Il giorno dopo, con la mente lucida, è ancora peggio. La città si è svegliata con la frustrazione di una sconfitta assurda che neppure il bel sole invernale ha potuto ammorbidire. Mourinho si è confrontato come sempre con i Friedkin e con Tiago Pinto, ribadendo il programma: lavorare per migliorare la squadra, per avvicinarla ai suoi standard tecnici e caratteriali.
La proprietà da parte sua non ne mette in discussione l’operato, a dispetto del «pragmatismo dei numeri» che potrebbe suggerire un cambio di qualunque timoniere, e conta di assecondarne per quanto possibile le richieste: le mosse di mercato vanno in questa direzione, perché sia Maitland-Niles sia Sergio Oliveira sono calciatori segnalati da Mourinho.
Nella loro visione, non esistono decisioni di pancia: un manager, di qualunque compartimento, deve essere giudicato nel medio termine.

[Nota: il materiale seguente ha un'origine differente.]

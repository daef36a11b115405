use crate::variants::SPECIES_CHESTS;
use crate::{Content, mod_id};
use recipegen_core::builder::{RecipeBuilder, shaped};
use recipegen_core::error::GenError;
use recipegen_core::ingredient::Ingredient;
use recipegen_core::output::RecipeOutput;
use recipegen_core::unlock::has;

/// One database recipe per ordered pair of distinct species chests.
pub fn register(c: &Content<'_>, out: &mut RecipeOutput) -> Result<(), GenError> {
    let analyzer = c.item("portable_analyzer")?;
    let casing = c.item("sturdy_casing")?;
    let planks = c.tag("minecraft:planks")?;
    let bronze = c.tag("forge:ingots/bronze")?;
    let special = Ingredient::any_of([
        Ingredient::from(c.item("royal_jelly")?),
        Ingredient::from(c.item("fruit_plum")?),
        Ingredient::from(c.tag("forge:chests/wooden")?),
    ]);
    let database = c.item("database")?;

    for first in SPECIES_CHESTS {
        for second in SPECIES_CHESTS {
            if first == second {
                continue;
            }
            shaped(&database, 1)
                .define('#', &analyzer)
                .define('C', &special)
                .define('S', &c.item(first)?)
                .define('F', &c.item(second)?)
                .define('W', &planks)
                .define('I', &bronze)
                .define('Y', &casing)
                .pattern("I#I")
                .pattern("FYS")
                .pattern("WCW")
                .unlocked_by("has_casing", has(&casing))
                .save_as(out, &mod_id(&format!("database_{first}_{second}")))?;
        }
    }
    Ok(())
}
//! Content loading: reads item and tag data files and builds the registry.
//!
//! Provides format detection (RON/JSON/TOML), file discovery, and
//! deserialization helpers, plus [`load_content`] which ties them together.

use crate::schema::{ItemGroupData, TagData};
use recipegen_core::registry::{ContentKind, ContentRegistry, RegistryBuilder, RegistryError};
use serde::de::DeserializeOwned;
use std::path::{Path, PathBuf};

// ===========================================================================
// Errors
// ===========================================================================

/// Errors that can occur during content loading.
#[derive(Debug, thiserror::Error)]
pub enum DataLoadError {
    /// A required data file was not found in the given directory.
    #[error("required file '{file}' not found in {dir}")]
    MissingRequired { file: String, dir: PathBuf },

    /// The file has an extension we don't support.
    #[error("unsupported format for file: {file}")]
    UnsupportedFormat { file: PathBuf },

    /// Two files with the same base name but different formats exist.
    #[error("conflicting formats: {a} and {b}")]
    ConflictingFormats { a: PathBuf, b: PathBuf },

    /// A deserialization error occurred.
    #[error("parse error in {file}: {detail}")]
    Parse { file: PathBuf, detail: String },

    /// A name is not a valid `namespace:path` identifier.
    #[error("invalid name in {file}: {detail}")]
    InvalidName { file: PathBuf, detail: String },

    /// A name reference could not be resolved.
    #[error("unresolved {expected_kind} reference '{name}' in {file}")]
    UnresolvedRef {
        file: PathBuf,
        name: String,
        expected_kind: &'static str,
    },

    /// A duplicate name was found.
    #[error("duplicate {kind} '{name}' in {file}")]
    DuplicateName {
        file: PathBuf,
        name: String,
        kind: &'static str,
    },

    /// An I/O error occurred.
    #[error(transparent)]
    Io(#[from] std::io::Error),
}

fn kind_str(kind: ContentKind) -> &'static str {
    match kind {
        ContentKind::Item => "item",
        ContentKind::Tag => "tag",
    }
}

/// Attach the offending file to a registry error.
fn registry_error(file: &Path, err: RegistryError) -> DataLoadError {
    let file = file.to_path_buf();
    match err {
        RegistryError::DuplicateEntry { kind, name } => DataLoadError::DuplicateName {
            file,
            name,
            kind: kind_str(kind),
        },
        RegistryError::UnknownTagMember { member, .. } => DataLoadError::UnresolvedRef {
            file,
            name: member,
            expected_kind: "item",
        },
        RegistryError::MissingContentReference { kind, name } => DataLoadError::UnresolvedRef {
            file,
            name,
            expected_kind: kind_str(kind),
        },
        RegistryError::InvalidId(e) => DataLoadError::InvalidName {
            file,
            detail: e.to_string(),
        },
    }
}

// ===========================================================================
// Format detection
// ===========================================================================

/// Supported data file formats.
#[derive(Debug, Clone, Copy, PartialEq, Eq)]
pub enum Format {
    Ron,
    Toml,
    Json,
}

/// Detect the format of a file based on its extension.
pub fn detect_format(path: &Path) -> Result<Format, DataLoadError> {
    match path.extension().and_then(|e| e.to_str()) {
        Some("ron") => Ok(Format::Ron),
        Some("toml") => Ok(Format::Toml),
        Some("json") => Ok(Format::Json),
        _ => Err(DataLoadError::UnsupportedFormat {
            file: path.to_path_buf(),
        }),
    }
}

// ===========================================================================
// File discovery
// ===========================================================================

/// Scan a directory for `{base_name}.ron`, `.toml` or `.json`.
///
/// Returns `Ok(None)` if no file is found, or `Err(ConflictingFormats)` if
/// more than one format exists for the same base name.
pub fn find_data_file(dir: &Path, base_name: &str) -> Result<Option<PathBuf>, DataLoadError> {
    let mut found: Option<PathBuf> = None;

    for ext in ["ron", "toml", "json"] {
        let candidate = dir.join(format!("{base_name}.{ext}"));
        if !candidate.exists() {
            continue;
        }
        if let Some(existing) = found {
            return Err(DataLoadError::ConflictingFormats {
                a: existing,
                b: candidate,
            });
        }
        found = Some(candidate);
    }

    Ok(found)
}

/// Like [`find_data_file`], but a missing file is an error.
pub fn require_data_file(dir: &Path, base_name: &str) -> Result<PathBuf, DataLoadError> {
    find_data_file(dir, base_name)?.ok_or_else(|| DataLoadError::MissingRequired {
        file: base_name.to_string(),
        dir: dir.to_path_buf(),
    })
}

// ===========================================================================
// Deserialization
// ===========================================================================

fn parse_error(path: &Path, e: impl std::fmt::Display) -> DataLoadError {
    DataLoadError::Parse {
        file: path.to_path_buf(),
        detail: e.to_string(),
    }
}

/// Read a file and deserialize it according to its format.
pub fn deserialize_file<T: DeserializeOwned>(path: &Path) -> Result<T, DataLoadError> {
    let format = detect_format(path)?;
    let content = std::fs::read_to_string(path)?;

    match format {
        Format::Ron => ron::from_str(&content).map_err(|e| parse_error(path, e)),
        Format::Json => serde_json::from_str(&content).map_err(|e| parse_error(path, e)),
        Format::Toml => toml::from_str(&content).map_err(|e| parse_error(path, e)),
    }
}

/// Deserialize a list from a file. TOML files hold the array under
/// `toml_key` in a top-level table; RON and JSON hold a bare list.
pub fn deserialize_list<T: DeserializeOwned>(
    path: &Path,
    toml_key: &str,
) -> Result<Vec<T>, DataLoadError> {
    if detect_format(path)? != Format::Toml {
        return deserialize_file(path);
    }

    let content = std::fs::read_to_string(path)?;
    let table: toml::Table = toml::from_str(&content).map_err(|e| parse_error(path, e))?;
    let array = table
        .get(toml_key)
        .ok_or_else(|| parse_error(path, format!("missing key '{toml_key}' in TOML file")))?
        .clone();
    array
        .try_into()
        .map_err(|e: toml::de::Error| parse_error(path, e))
}

// ===========================================================================
// Registry loading
// ===========================================================================

/// Load `items.*` (required) and `tags.*` (optional) from `dir` into a
/// frozen content registry.
pub fn load_content(dir: &Path) -> Result<ContentRegistry, DataLoadError> {
    let mut builder = RegistryBuilder::new();

    let items_path = require_data_file(dir, "items")?;
    let groups: Vec<ItemGroupData> = deserialize_list(&items_path, "items")?;
    for group in &groups {
        for name in group.qualified() {
            builder
                .register_item(&name)
                .map_err(|e| registry_error(&items_path, e))?;
        }
    }

    let tags_path = find_data_file(dir, "tags")?;
    if let Some(path) = &tags_path {
        let tags: Vec<TagData> = deserialize_list(path, "tags")?;
        for tag in &tags {
            let members: Vec<&str> = tag.members.iter().map(String::as_str).collect();
            builder
                .register_tag(&tag.name, &members)
                .map_err(|e| registry_error(path, e))?;
        }
    }

    let item_count = builder.item_count();
    let tag_count = builder.tag_count();
    let registry = builder
        .build()
        .map_err(|e| registry_error(tags_path.as_deref().unwrap_or(&items_path), e))?;

    tracing::debug!(
        dir = %dir.display(),
        items = item_count,
        tags = tag_count,
        "content registry loaded"
    );
    Ok(registry)
}

// ===========================================================================
// Tests
// ===========================================================================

Certo le continue allusioni all’inconsistenza dell’organico e all’impossibilità di investire se non per i prestiti non aiutano il compito dei Friedkin, che ogni mese immettono 10-15 milioni di tasca propria per garantire alla società il fabbisogno corrente e hanno già investito oltre 300 milioni dopo l’acquisizione del club. (…)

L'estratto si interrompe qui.